Bush 'to pledge famine aid cash'

US President George W Bush is set to pledge $674m (£350m) for famine relief in Africa as part of a joint initiative with UK Prime Minister Tony Blair.

Mr Blair is in Washington to press for the president's support for his plans to get Africa back on its feet.

But Mr Bush's promise falls far short of what Mr Blair wants, analysts say.

The US has already rejected several of the elements of Britain's so-called "Marshall Plan for Africa", ahead of next month's G8 summit in Scotland.

Mr Blair hopes to use his chairmanship of the summit to gather support for Third World debt relief.

Mr Bush's $674m is destined largely for Ethiopia and Eritrea, to fight famine, and for humanitarian needs in other African countries.

This money is part of the US aid budget that had already been announced but had not yet been allocated to a country.

Britain is also expected to contribute money to the cause.

US opposition

The US has also set aside $1.4bn (£767m) requested by the United Nations to address emergency needs.

Nevertheless, Mr Blair recognises that he will not get support for crucial parts of his three-pronged attack on poverty in Africa - a package of debt relief, increased aid and fairer trade.

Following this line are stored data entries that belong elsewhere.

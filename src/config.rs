use std::f32::consts::PI;

use crate::model::Color;

/// What the frame loop does after an update or render error.
#[derive(Debug, Clone, Copy, PartialEq, Eq, Default)]
pub enum FrameFailurePolicy {
    /// Record the error and keep scheduling frames.
    #[default]
    LogAndContinue,
    /// Record the error and stop re-registering the frame callback.
    Halt,
}

#[derive(Debug, Clone)]
pub struct SceneSettings {
    pub background: Color,
    pub fog_color: Color,
    pub fog_density: f32,
}

impl Default for SceneSettings {
    fn default() -> Self {
        Self {
            background: Color::BLACK,
            fog_color: Color::BLACK,
            fog_density: 0.08,
        }
    }
}

#[derive(Debug, Clone)]
pub struct CameraSettings {
    /// Vertical field of view in degrees.
    pub fov_degrees: f32,
    pub near: f32,
    pub far: f32,
}

impl Default for CameraSettings {
    fn default() -> Self {
        Self { fov_degrees: 75.0, near: 0.1, far: 100.0 }
    }
}

#[derive(Debug, Clone)]
pub struct LightingSettings {
    pub ambient_color: Color,
    pub ambient_intensity: f32,
}

impl Default for LightingSettings {
    fn default() -> Self {
        Self { ambient_color: Color::from_hex(0x404040), ambient_intensity: 0.6 }
    }
}

#[derive(Debug, Clone)]
pub struct FlashlightSettings {
    pub color: Color,
    pub intensity: f32,
    /// Half-angle of the cone in radians.
    pub angle: f32,
    /// Range in world units; light is zero beyond it.
    pub distance: f32,
    /// Fraction of the cone that fades out towards the edge (0..=1).
    pub penumbra: f32,
    pub cast_shadow: bool,
}

impl Default for FlashlightSettings {
    fn default() -> Self {
        Self {
            color: Color::WHITE,
            intensity: 2.0,
            angle: PI / 6.0,
            distance: 25.0,
            penumbra: 0.2,
            cast_shadow: true,
        }
    }
}

/// Options for the render surface bound to the page canvas.
#[derive(Debug, Clone, PartialEq, Eq)]
pub struct SurfaceOptions {
    pub canvas_id: String,
    pub antialias: bool,
    pub shadow_map: bool,
    pub width: u32,
    pub height: u32,
}

/// Element ids the browser front-end looks up.
#[derive(Debug, Clone)]
pub struct DomIds {
    pub canvas: String,
    pub loading_screen: String,
    pub download_log: String,
    pub log_file_name: String,
}

impl Default for DomIds {
    fn default() -> Self {
        Self {
            canvas: "gameCanvas".to_string(),
            loading_screen: "loadingScreen".to_string(),
            download_log: "downloadLog".to_string(),
            log_file_name: "whispers-log.txt".to_string(),
        }
    }
}

/// Everything the runtime loop needs to build a session.
#[derive(Debug, Clone)]
pub struct RuntimeConfig {
    pub scene: SceneSettings,
    pub camera: CameraSettings,
    pub lighting: LightingSettings,
    pub flashlight: FlashlightSettings,
    pub dom: DomIds,
    pub antialias: bool,
    pub shadow_map: bool,
    /// Upper clamp for a frame delta, in seconds.
    pub max_frame_delta: f32,
    pub frame_failure_policy: FrameFailurePolicy,
}

impl Default for RuntimeConfig {
    fn default() -> Self {
        Self {
            scene: SceneSettings::default(),
            camera: CameraSettings::default(),
            lighting: LightingSettings::default(),
            flashlight: FlashlightSettings::default(),
            dom: DomIds::default(),
            antialias: true,
            shadow_map: true,
            max_frame_delta: 0.1,
            frame_failure_policy: FrameFailurePolicy::default(),
        }
    }
}

impl RuntimeConfig {
    pub fn surface_options(&self, width: u32, height: u32) -> SurfaceOptions {
        SurfaceOptions {
            canvas_id: self.dom.canvas.clone(),
            antialias: self.antialias,
            shadow_map: self.shadow_map,
            width,
            height,
        }
    }
}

In an interview for the Financial Times newspaper on Tuesday, Mr Blair acknowledged: "There are certain things we know they are not going to do, that we are not asking them to do."

Mr Bush has already opposed UK treasury chief Gordon Brown's plan to use an international finance facility (IFF) to fund vaccinations, funded by borrowing on the bond market, saying he cannot commit the US to future debt repayments.

The US has also refused to agree to give 0.7% of its national income in international aid, a long-term commitment Mr Blair wants from all G8 countries.

"We are not asking them to sign up to the IFF or 0.7% in aid. They are not going to do that and they've made that clear right from the very beginning," Mr Blair said.

Washington's reluctance to join Mr Blair's crusade against poverty has angered some development experts.

"The US is not pulling its weight right now," said Professor Jeffrey Sachs of Columbia University's Earth Institute.

He said there was "a great myth in the US" that aid was ineffective because of inefficiency and corruption.

"It's a nonsense. Aid works - the problem is it's on such a small scale that it's not commensurate with the challenge," he told BBC Radio 4's Today programme.

"It's important for Prime Minister Blair to explain the truth to his American counterparts."

Mr Blair's spokesman acknowledged that battling poverty was "about more than throwing money at the problem".

He played down expectations for the meeting with the US president, saying the visit was part of the preparation for the summit at Gleneagles, Scotland, "not Gleneagles itself".

Stress positive

Mr Bush and Mr Blair are also expected to make a joint announcement on climate change - another British priority for Gleneagles.

The two countries also have different approaches to that issue.

The US favours a technology-based solution to global warming over targets to curb greenhouse gases.

Mr Blair told the Financial Times he was not asking the US "to reverse [its] position on Kyoto. There's no way the Americans are going to do that."

But he said he was still hopeful of a breakthrough.

The BBC's diplomatic correspondent Jonathan Marcus says the US and UK continue to have many differences. But they will stress the positive, and try to ensure that the differences do not cast a shadow over Gleneagles.
 
At least it's something. It's a start. I know it's not enough, but maybe people can show the administration how the money is being used and then make their case for additional funds. I don't know. I am glad to see the UK taking charge.
 
Go to the bottom of cnn.com and you can vote "yes" or "no" on whether the U.S. is doing enough to aid Africa.

I voted "no." :mad:
 
Cool coemgen. I voted too.

Everyone should call the White House today and ask the President to do more. Everyone.... Everyone... EVERYONE! :)
 
Bush mentioned Bono during the press conference..the transcript will be out later

There are several questions about aid to Africa in today's press conference..seems like blahblah answers to me..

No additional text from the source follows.